Brave’s result — 75% memory reduction, measurable within months, no change to the rest of the browser — is the relevant data point. The question is not “are we big enough?” It’s “do we have a component where memory safety risk justifies the training investment?” For any product handling untrusted input or sensitive data, the answer is almost certainly yes.

What metrics should a CTO use to make the case for Rust adoption internally?

Three defensible board-level metrics: (1) Vulnerability density reduction — Google’s 0.2 versus 1,000 per million lines translates to expected CVE reduction for any C/C++ codebase; (2) Rollback rate — Google’s 4x lower rollback rate frames adoption as a developer reliability investment; (3) Component-level metrics (Brave’s 75%, Firecracker’s 125 ms boot time) provide before/after figures from a bounded scope that boards can evaluate.

Does adopting Rust require hiring Rust developers?

Not according to Google’s documented approach. Google trained existing systems engineers — primarily those with C++ backgrounds — rather than hiring externally. C++ experience is the strongest predictor of fast Rust adoption. Budget for a 2–3 month learning curve per developer.

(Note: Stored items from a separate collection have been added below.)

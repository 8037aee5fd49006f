mod common;

use common::{BACKENDS, open, rec, workspace};
use presencial::core::export::ExportLogic;
use presencial::core::import::ImportLogic;
use presencial::errors::AppError;
use presencial::export::{ExportFormat, ImportFormat};
use serde_json::Value;
use std::fs;

#[test]
fn export_then_import_inserts_nothing() {
    for backend in BACKENDS {
        let (dir, cfg) = workspace(backend);
        let mut store = open(&cfg);
        store.append(&rec("2025-10-01", "09:00:00", "S", "CT")).unwrap();
        store.append(&rec("2025-10-02", "09:00:00", "N", "")).unwrap();

        let before = store.list_all().unwrap();
        let out = dir.path().join("backup.json");
        let n = ExportLogic::export(
            store.as_ref(),
            &cfg.headers,
            ExportFormat::Json,
            &out,
            None,
            false,
        )
        .unwrap();
        assert_eq!(n, 2);

        let imported = ImportLogic::import(store.as_mut(), &cfg, &out, ImportFormat::Json).unwrap();
        assert_eq!(imported, 0, "{backend:?}");
        assert_eq!(store.list_all().unwrap(), before);
    }
}

#[test]
fn exported_json_has_named_fields() {
    let (dir, cfg) = workspace(presencial::config::Backend::Sqlite);
    let mut store = open(&cfg);
    let mut r = rec("2025-10-01", "09:05:00", "S", "CT");
    r.observation = "manhã".into();
    store.append(&r).unwrap();

    let out = dir.path().join("out.json");
    ExportLogic::export(
        store.as_ref(),
        &cfg.headers,
        ExportFormat::Json,
        &out,
        None,
        false,
    )
    .unwrap();

    let doc: Value = serde_json::from_str(&fs::read_to_string(&out).unwrap()).unwrap();
    assert_eq!(doc[0]["date"], "2025-10-01");
    assert_eq!(doc[0]["time"], "09:05:00");
    assert_eq!(doc[0]["response"], "S");
    assert_eq!(doc[0]["observation"], "manhã");
    assert_eq!(doc[0]["area"], "CT");
}

#[test]
fn two_duplicates_and_one_new() {
    for backend in BACKENDS {
        let (dir, cfg) = workspace(backend);
        let mut store = open(&cfg);
        store.append(&rec("2025-10-01", "09:00:00", "S", "CT")).unwrap();
        store.append(&rec("2025-10-02", "09:00:00", "S", "AG")).unwrap();

        let doc = dir.path().join("in.json");
        fs::write(
            &doc,
            r#"[
              {"date": "2025-10-01", "time": "09:00:00", "response": "S", "observation": "", "area": "CT"},
              {"date": "2025-10-02", "time": "09:00:00", "response": "S", "observation": "", "area": "AG"},
              {"date": "2025-10-03", "time": "11:30", "response": "N", "observation": "casa", "area": ""}
            ]"#,
        )
        .unwrap();

        let n = ImportLogic::import(store.as_mut(), &cfg, &doc, ImportFormat::Json).unwrap();
        assert_eq!(n, 1, "{backend:?}");

        let newest = &store.list_all().unwrap()[0];
        assert_eq!(newest.time_str(), "11:30:00");
        assert_eq!(newest.observation, "casa");
    }
}

#[test]
fn invalid_record_rejects_whole_document() {
    for backend in BACKENDS {
        let (dir, cfg) = workspace(backend);
        let mut store = open(&cfg);
        store.append(&rec("2025-10-01", "09:00:00", "S", "CT")).unwrap();
        let before = fs::read(store.location()).unwrap();

        let doc = dir.path().join("bad.json");
        fs::write(
            &doc,
            r#"[
              {"date": "2025-10-05", "time": "09:00:00", "response": "S", "area": "CT"},
              {"date": "2025-10-06", "time": "09:00:00", "response": "S", "area": ""}
            ]"#,
        )
        .unwrap();

        match ImportLogic::import(store.as_mut(), &cfg, &doc, ImportFormat::Json) {
            Err(AppError::Validation { position, .. }) => assert_eq!(position, 1, "{backend:?}"),
            other => panic!("unexpected: {other:?}"),
        }
        assert_eq!(store.list_all().unwrap().len(), 1);
        assert_eq!(fs::read(store.location()).unwrap(), before, "{backend:?}");
    }
}

#[test]
fn malformed_document_is_a_parse_error() {
    let (dir, cfg) = workspace(presencial::config::Backend::Csv);
    let mut store = open(&cfg);
    let doc = dir.path().join("broken.json");
    fs::write(&doc, "{ not json").unwrap();

    let err = ImportLogic::import(store.as_mut(), &cfg, &doc, ImportFormat::Json).unwrap_err();
    assert!(matches!(err, AppError::Parse(_)), "{err:?}");
}

#[test]
fn csv_export_feeds_csv_import_across_backends() {
    let (dir, sqlite_cfg) = workspace(presencial::config::Backend::Sqlite);
    let mut source = open(&sqlite_cfg);
    source.append(&rec("2025-09-30", "18:00:00", "N", "")).unwrap();
    source.append(&rec("2025-10-01", "09:00:00", "S", "CT")).unwrap();

    let out = dir.path().join("ledger.csv");
    ExportLogic::export(
        source.as_ref(),
        &sqlite_cfg.headers,
        ExportFormat::Csv,
        &out,
        None,
        false,
    )
    .unwrap();

    let (_dir2, csv_cfg) = workspace(presencial::config::Backend::Csv);
    let mut target = open(&csv_cfg);
    let n = ImportLogic::import(target.as_mut(), &csv_cfg, &out, ImportFormat::Csv).unwrap();
    assert_eq!(n, 2);
    assert_eq!(target.list_all().unwrap(), source.list_all().unwrap());
}

#[test]
fn month_filter_narrows_export() {
    let (dir, cfg) = workspace(presencial::config::Backend::Sqlite);
    let mut store = open(&cfg);
    store.append(&rec("2025-09-30", "18:00:00", "N", "")).unwrap();
    store.append(&rec("2025-10-01", "09:00:00", "S", "CT")).unwrap();

    let out = dir.path().join("oct.json");
    let month = presencial::utils::date::parse_month("2025-10");
    let n = ExportLogic::export(
        store.as_ref(),
        &cfg.headers,
        ExportFormat::Json,
        &out,
        month,
        false,
    )
    .unwrap();
    assert_eq!(n, 1);
}

#[test]
fn xlsx_export_writes_a_workbook() {
    let (dir, cfg) = workspace(presencial::config::Backend::Sqlite);
    let mut store = open(&cfg);
    store.append(&rec("2025-10-01", "09:00:00", "S", "CT")).unwrap();

    let out = dir.path().join("ledger.xlsx");
    ExportLogic::export(
        store.as_ref(),
        &cfg.headers,
        ExportFormat::Xlsx,
        &out,
        None,
        false,
    )
    .unwrap();

    let bytes = fs::read(&out).unwrap();
    assert!(bytes.starts_with(b"PK"));
}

What happened with the PRQL library panic bug in ClickHouse?

The fuzzer found a panic-inducing crash: a specific query string caused the server process to terminate. Rust’s panic mechanism — an unrecoverable error — behaves differently from C++ exceptions and must be explicitly handled at the FFI boundary in server applications. Fuzzing is necessary in mixed Rust/C++ codebases to catch panic paths the compiler does not prevent.